#### [INFORMATION PROVIDED]
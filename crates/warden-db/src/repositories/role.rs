//! Role repository implementation

use async_trait::async_trait;
use tracing::instrument;

use warden_core::{Result, Role, RoleRepository, RoleWithResources, TransactionId};

use crate::store::MemoryStore;

#[async_trait]
impl RoleRepository for MemoryStore {
    #[instrument(skip(self))]
    async fn list_with_resources(&self) -> Result<Vec<RoleWithResources>> {
        self.read(None, |state| {
            state
                .roles
                .values()
                .map(|role| state.role_with_resources(role))
                .collect()
        })
        .await
    }

    #[instrument(skip(self))]
    async fn get(&self, name: &str, tx: Option<TransactionId>) -> Result<Option<Role>> {
        self.read(tx, |state| state.roles.get(name).cloned()).await
    }

    #[instrument(skip(self))]
    async fn clear_default_except(&self, name: &str, tx: Option<TransactionId>) -> Result<u64> {
        self.write(tx, |state| {
            let mut changed = 0;
            for role in state.roles.values_mut() {
                if role.name != name && role.default {
                    role.default = false;
                    role.updated_at = chrono::Utc::now();
                    changed += 1;
                }
            }
            Ok(changed)
        })
        .await
    }
}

#### [WORK REQUEST]
All the entries should be written out again precisely.

#### [SOLUTION FOR THIS EXERCISE]
filename crates/warden-db/src/repositories/role.rs
//! Role repository implementation

use async_trait::async_trait;
use tracing::instrument;

use warden_core::{Result, Role, RoleRepository, RoleWithResources, TransactionId};

use crate::store::MemoryStore;

#[async_trait]
impl RoleRepository for MemoryStore {
    #[instrument(skip(self))]
    async fn list_with_resources(&self) -> Result<Vec<RoleWithResources>> {
        self.read(None, |state| {
            state
                .roles
                .values()
                .map(|role| state.role_with_resources(role))
                .collect()
        })
        .await
    }

    #[instrument(skip(self))]
    async fn get(&self, name: &str, tx: Option<TransactionId>) -> Result<Option<Role>> {
        self.read(tx, |state| state.roles.get(name).cloned()).await
    }

    #[instrument(skip(self))]
    async fn clear_default_except(&self, name: &str, tx: Option<TransactionId>) -> Result<u64> {
        self.write(tx, |state| {
            let mut changed = 0;
            for role in state.roles.values_mut() {
                if role.name != name && role.default {
                    role.default = false;
                    role.updated_at = chrono::Utc::now();
                    changed += 1;
                }
            }
            Ok(changed)
        })
        .await
    }
}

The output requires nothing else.